- Exercise -
Nothing is to be left out; print all the entries exactly.

----

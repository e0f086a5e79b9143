//! Synthesises the formula whose satisfying assignments are exactly the valid timetables.
//!
//! Every sub-constraint is a plain [`Formula`] built from the symbolic [`ScheduleFunction`];
//! [`ScheduleAsserts::valid_schedule`] conjoins them for all groups, days and slots. Helpers
//! which compare enumerated terms check the sorts of their arguments and fail with a
//! [`SortMismatchError`] on a mismatch.
mod compatibility;
mod load;
mod pattern;
mod well_formed;

use std::collections::BTreeSet;

use crate::basic_types::SortMismatchError;
use crate::domain::Day;
use crate::domain::LessonKind;
use crate::domain::LessonTerm;
use crate::domain::ScheduleFunction;
use crate::domain::ScheduleSorts;
use crate::domain::Slot;
use crate::domain::SubjectId;
use crate::generator::Eligibility;
use crate::generator::GeneratorOptions;
use crate::generator::RequiredLoad;
use crate::generator::SlotItemTypeQuota;
use crate::smt::EnumTerm;
use crate::smt::Formula;
use crate::smt::Problem;

/// The constraints over one [`ScheduleFunction`].
#[derive(Clone, Copy, Debug)]
pub struct ScheduleAsserts<'a> {
    problem: &'a Problem,
    sorts: &'a ScheduleSorts,
    schedule: &'a ScheduleFunction,
    eligibility: &'a BTreeSet<Eligibility>,
    options: &'a GeneratorOptions,
}

impl<'a> ScheduleAsserts<'a> {
    pub fn new(
        problem: &'a Problem,
        sorts: &'a ScheduleSorts,
        schedule: &'a ScheduleFunction,
        eligibility: &'a BTreeSet<Eligibility>,
        options: &'a GeneratorOptions,
    ) -> ScheduleAsserts<'a> {
        ScheduleAsserts {
            problem,
            sorts,
            schedule,
            eligibility,
            options,
        }
    }

    /// Creates the formula stating that the schedule is valid, given the effective load and
    /// slot item quota of every group (both indexed like the groups of the sorts).
    ///
    /// It is the conjunction of:
    /// - [`Self::daily_pattern_valid`] for every group and day,
    /// - [`Self::weekly_load_valid`] and [`Self::slot_item_type_quota`] for every group,
    /// - [`Self::slot_well_formed`] for every cell,
    /// - [`Self::cross_group_compatible`] for every unordered pair of distinct groups and every
    ///   (day, slot).
    pub fn valid_schedule(
        &self,
        loads: &[&RequiredLoad],
        quotas: &[SlotItemTypeQuota],
    ) -> Result<Formula, SortMismatchError> {
        let groups = self.schedule.num_groups();
        let mut conjuncts = Vec::new();

        for group in 0..groups {
            for day in Day::ALL {
                conjuncts.push(self.daily_pattern_valid(group, day));
            }

            conjuncts.push(self.weekly_load_valid(group, loads[group])?);
            conjuncts.push(self.slot_item_type_quota(group, &quotas[group]));

            for day in Day::ALL {
                for slot in Slot::all() {
                    conjuncts.push(self.slot_well_formed(group, day, slot)?);
                }
            }
        }

        for first in 0..groups {
            for second in first + 1..groups {
                for day in Day::ALL {
                    for slot in Slot::all() {
                        conjuncts.push(self.cross_group_compatible(first, second, day, slot)?);
                    }
                }
            }
        }

        Ok(Formula::and(conjuncts))
    }

    /// `expected == term`, where `term` must be of the sort of `expected`.
    fn eq(&self, expected: EnumTerm, term: EnumTerm) -> Result<Formula, SortMismatchError> {
        self.problem.eq(expected, term)
    }

    fn is_lecture(&self, lesson: &LessonTerm) -> Result<Formula, SortMismatchError> {
        self.eq(self.sorts.kind(LessonKind::Lecture), lesson.kind())
    }

    /// `lesson` is filled with the given subject and kind.
    fn teaches(
        &self,
        lesson: &LessonTerm,
        subject: SubjectId,
        kind: LessonKind,
    ) -> Result<Formula, SortMismatchError> {
        let Some(subject) = self.sorts.subject(subject) else {
            return Ok(Formula::FALSE);
        };

        Ok(Formula::and([
            lesson.is_filled(),
            self.eq(subject, lesson.subject())?,
            self.eq(self.sorts.kind(kind), lesson.kind())?,
        ]))
    }
}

----

- Final answer -
repository e0f086a5e79b9143
//! Synthesises the formula whose satisfying assignments are exactly the valid timetables.
//!
//! Every sub-constraint is a plain [`Formula`] built from the symbolic [`ScheduleFunction`];
//! [`ScheduleAsserts::valid_schedule`] conjoins them for all groups, days and slots. Helpers
//! which compare enumerated terms check the sorts of their arguments and fail with a
//! [`SortMismatchError`] on a mismatch.
mod compatibility;
mod load;
mod pattern;
mod well_formed;

use std::collections::BTreeSet;

use crate::basic_types::SortMismatchError;
use crate::domain::Day;
use crate::domain::LessonKind;
use crate::domain::LessonTerm;
use crate::domain::ScheduleFunction;
use crate::domain::ScheduleSorts;
use crate::domain::Slot;
use crate::domain::SubjectId;
use crate::generator::Eligibility;
use crate::generator::GeneratorOptions;
use crate::generator::RequiredLoad;
use crate::generator::SlotItemTypeQuota;
use crate::smt::EnumTerm;
use crate::smt::Formula;
use crate::smt::Problem;

/// The constraints over one [`ScheduleFunction`].
#[derive(Clone, Copy, Debug)]
pub struct ScheduleAsserts<'a> {
    problem: &'a Problem,
    sorts: &'a ScheduleSorts,
    schedule: &'a ScheduleFunction,
    eligibility: &'a BTreeSet<Eligibility>,
    options: &'a GeneratorOptions,
}

impl<'a> ScheduleAsserts<'a> {
    pub fn new(
        problem: &'a Problem,
        sorts: &'a ScheduleSorts,
        schedule: &'a ScheduleFunction,
        eligibility: &'a BTreeSet<Eligibility>,
        options: &'a GeneratorOptions,
    ) -> ScheduleAsserts<'a> {
        ScheduleAsserts {
            problem,
            sorts,
            schedule,
            eligibility,
            options,
        }
    }

    /// Creates the formula stating that the schedule is valid, given the effective load and
    /// slot item quota of every group (both indexed like the groups of the sorts).
    ///
    /// It is the conjunction of:
    /// - [`Self::daily_pattern_valid`] for every group and day,
    /// - [`Self::weekly_load_valid`] and [`Self::slot_item_type_quota`] for every group,
    /// - [`Self::slot_well_formed`] for every cell,
    /// - [`Self::cross_group_compatible`] for every unordered pair of distinct groups and every
    ///   (day, slot).
    pub fn valid_schedule(
        &self,
        loads: &[&RequiredLoad],
        quotas: &[SlotItemTypeQuota],
    ) -> Result<Formula, SortMismatchError> {
        let groups = self.schedule.num_groups();
        let mut conjuncts = Vec::new();

        for group in 0..groups {
            for day in Day::ALL {
                conjuncts.push(self.daily_pattern_valid(group, day));
            }

            conjuncts.push(self.weekly_load_valid(group, loads[group])?);
            conjuncts.push(self.slot_item_type_quota(group, &quotas[group]));

            for day in Day::ALL {
                for slot in Slot::all() {
                    conjuncts.push(self.slot_well_formed(group, day, slot)?);
                }
            }
        }

        for first in 0..groups {
            for second in first + 1..groups {
                for day in Day::ALL {
                    for slot in Slot::all() {
                        conjuncts.push(self.cross_group_compatible(first, second, day, slot)?);
                    }
                }
            }
        }

        Ok(Formula::and(conjuncts))
    }

    /// `expected == term`, where `term` must be of the sort of `expected`.
    fn eq(&self, expected: EnumTerm, term: EnumTerm) -> Result<Formula, SortMismatchError> {
        self.problem.eq(expected, term)
    }

    fn is_lecture(&self, lesson: &LessonTerm) -> Result<Formula, SortMismatchError> {
        self.eq(self.sorts.kind(LessonKind::Lecture), lesson.kind())
    }

    /// `lesson` is filled with the given subject and kind.
    fn teaches(
        &self,
        lesson: &LessonTerm,
        subject: SubjectId,
        kind: LessonKind,
    ) -> Result<Formula, SortMismatchError> {
        let Some(subject) = self.sorts.subject(subject) else {
            return Ok(Formula::FALSE);
        };

        Ok(Formula::and([
            lesson.is_filled(),
            self.eq(subject, lesson.subject())?,
            self.eq(self.sorts.kind(kind), lesson.kind())?,
        ]))
    }
}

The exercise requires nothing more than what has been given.